Porto dos Milagres (English: Port of Miracles) is a Brazilian telenovela that was produced and aired by TV Globo from 5 February to 29 September 2001, totaling 203 chapters.

It is written by Aguinaldo Silva and Ricardo Linhares with the collaboration of Filipe Miguez, Maria Elisa Berredo, Nelson Nadotti and Gloria Barreto. It is loosely based on two works written by Jorge Amado: Sea of Death and The Discovery of America by the Turks.

It stars Marcos Palmeira, Flávia Alessandra, Antônio Fagundes, Cássia Kis, Luíza Tomé, Leonardo Brício, Camila Pitanga and Arlete Salles.

Plot 
Félix Guerrero is illegally selling part of the land his father's inheritance left to him and his twin brother Bartolomeu.
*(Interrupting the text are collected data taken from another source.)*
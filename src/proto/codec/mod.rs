//! RESP encoding and decoding.

mod decoder;
mod encoder;

pub use decoder::Decoder;
pub use encoder::{encode, Encoder};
The police finds out, and Félix and his wife Adma are fugitives in Spain. While on the run, a gypsy prophesies that Félix will cross the sea and become king. Thinking that this prediction could only occur in Bolivia, they visit the country without any success. Then they go to Rondônia, more precisely the city of Porto Velho. Félix and Adma discover a newspaper report that Bartolomeu became the most important and powerful man in the city of Porto dos Milagres, located on the coast of Bahia. To get rid of Bartolomeu, Adma goes to Porto dos Milagres and poisons him, making Félix take the place of his brother.
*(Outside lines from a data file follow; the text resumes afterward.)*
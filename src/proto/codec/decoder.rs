use bytes::{Buf, Bytes, BytesMut};

use crate::proto::error::DecodeError;
use crate::proto::frame::Frame;

const DEFAULT_MAX_FRAME_SIZE: usize = 512 * 1024 * 1024;

/// Streaming RESP decoder.
///
/// Bytes are appended as they arrive; [`decode`](Decoder::decode) only
/// consumes input once a whole frame is available, so a partial frame is
/// left untouched until the rest of it shows up.
///
/// ```
/// use slotmux::proto::codec::Decoder;
/// use slotmux::proto::frame::Frame;
///
/// let mut decoder = Decoder::new();
/// decoder.append(b"+OK\r");
/// assert!(decoder.decode().unwrap().is_none());
/// decoder.append(b"\n");
/// assert_eq!(decoder.decode().unwrap(), Some(Frame::Simple("OK".into())));
/// ```
#[derive(Debug)]
pub struct Decoder {
    buf: BytesMut,
    max_frame_size: usize,
}

impl Decoder {
    /// Creates a decoder with the default 512 MiB frame limit.
    pub fn new() -> Self {
        Self::with_max_frame_size(DEFAULT_MAX_FRAME_SIZE)
    }

    /// Creates a decoder that rejects frames larger than `max_frame_size`.
    pub fn with_max_frame_size(max_frame_size: usize) -> Self {
        Self {
            buf: BytesMut::with_capacity(4096),
            max_frame_size,
        }
    }

    /// Appends raw bytes received from the network.
    pub fn append(&mut self, data: &[u8]) {
        self.buf.extend_from_slice(data);
    }

    /// Gives socket readers direct access to the receive buffer.
    pub(crate) fn buffer_mut(&mut self) -> &mut BytesMut {
        &mut self.buf
    }

    /// Number of buffered bytes not yet decoded.
    pub fn buffered(&self) -> usize {
        self.buf.len()
    }

    /// Decodes the next complete frame, or returns `Ok(None)` if more input
    /// is needed.
    pub fn decode(&mut self) -> Result<Option<Frame>, DecodeError> {
        if self.buf.is_empty() {
            return Ok(None);
        }
        match parse(&self.buf, 0, self.max_frame_size)? {
            Some((frame, consumed)) => {
                self.buf.advance(consumed);
                Ok(Some(frame))
            }
            None if self.buf.len() > self.max_frame_size => Err(DecodeError::FrameTooLarge {
                size: self.buf.len(),
                limit: self.max_frame_size,
            }),
            None => Ok(None),
        }
    }
}

impl Default for Decoder {
    fn default() -> Self {
        Self::new()
    }
}

/// Parses one frame starting at `pos`; returns the frame and the position
/// right after it.
fn parse(buf: &[u8], pos: usize, limit: usize) -> Result<Option<(Frame, usize)>, DecodeError> {
    let Some(&marker) = buf.get(pos) else {
        return Ok(None);
    };
    let Some((line, next)) = read_line(buf, pos + 1) else {
        return Ok(None);
    };

    match marker {
        b'+' => Ok(Some((Frame::Simple(utf8(line)?), next))),
        b'-' => Ok(Some((Frame::Error(utf8(line)?), next))),
        b':' => Ok(Some((Frame::Integer(integer(line)?), next))),
        b'$' => {
            let len = integer(line)?;
            if len == -1 {
                return Ok(Some((Frame::Bulk(None), next)));
            }
            let len = length(len, limit)?;
            let end = next + len;
            if buf.len() < end + 2 {
                return Ok(None);
            }
            if &buf[end..end + 2] != b"\r\n" {
                return Err(DecodeError::MissingTerminator);
            }
            let data = Bytes::copy_from_slice(&buf[next..end]);
            Ok(Some((Frame::Bulk(Some(data)), end + 2)))
        }
        b'*' => {
            let len = integer(line)?;
            if len == -1 {
                return Ok(Some((Frame::Null, next)));
            }
            let len = length(len, limit)?;
            let mut items = Vec::with_capacity(len.min(1024));
            let mut cursor = next;
            for _ in 0..len {
                match parse(buf, cursor, limit)? {
                    Some((item, after)) => {
                        items.push(item);
                        cursor = after;
                    }
                    None => return Ok(None),
                }
            }
            Ok(Some((Frame::Array(items), cursor)))
        }
        other => Err(DecodeError::UnknownType(other)),
    }
}

fn read_line(buf: &[u8], start: usize) -> Option<(&[u8], usize)> {
    let rest = buf.get(start..)?;
    rest.windows(2)
        .position(|w| w == b"\r\n")
        .map(|idx| (&rest[..idx], start + idx + 2))
}

fn utf8(line: &[u8]) -> Result<String, DecodeError> {
    std::str::from_utf8(line)
        .map(str::to_owned)
        .map_err(|_| DecodeError::InvalidUtf8)
}

fn integer(line: &[u8]) -> Result<i64, DecodeError> {
    std::str::from_utf8(line)
        .ok()
        .and_then(|s| s.parse().ok())
        .ok_or(DecodeError::InvalidInteger)
}

fn length(len: i64, limit: usize) -> Result<usize, DecodeError> {
    let len = usize::try_from(len).map_err(|_| DecodeError::InvalidLength(len))?;
    if len > limit {
        return Err(DecodeError::FrameTooLarge { size: len, limit });
    }
    Ok(len)
}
Félix becomes king. However, a prostitute named Arlete, knocks on Félix's door with Bartolomeu's newborn son. Arlete is received by Adma who has been living in the town. To get rid of the legitimate heir, Adma orders Eriberto, her foreman, to put an end to Arlete and the baby. Eriberto takes a boat with Arlete and the baby at the same time that fisherman Frederico and his wife Eulália, about to give birth, are on another boat, sailing in search of a doctor. Arlete realizes the coldness of Eriberto, causing her to put the baby in a basket in the water. Eriberto kills Arlete and, when he is about to get rid of the baby, a wave stops him, capsizing the boat. The basket with the child is guided to Frederico and Eulália's boat. Eulalia's baby is born dead. Frederico, in turn, hears the baby crying in the basket in the sea and picks him up. Eulália, thinking it is her son, names the baby Gumercindo and passes away.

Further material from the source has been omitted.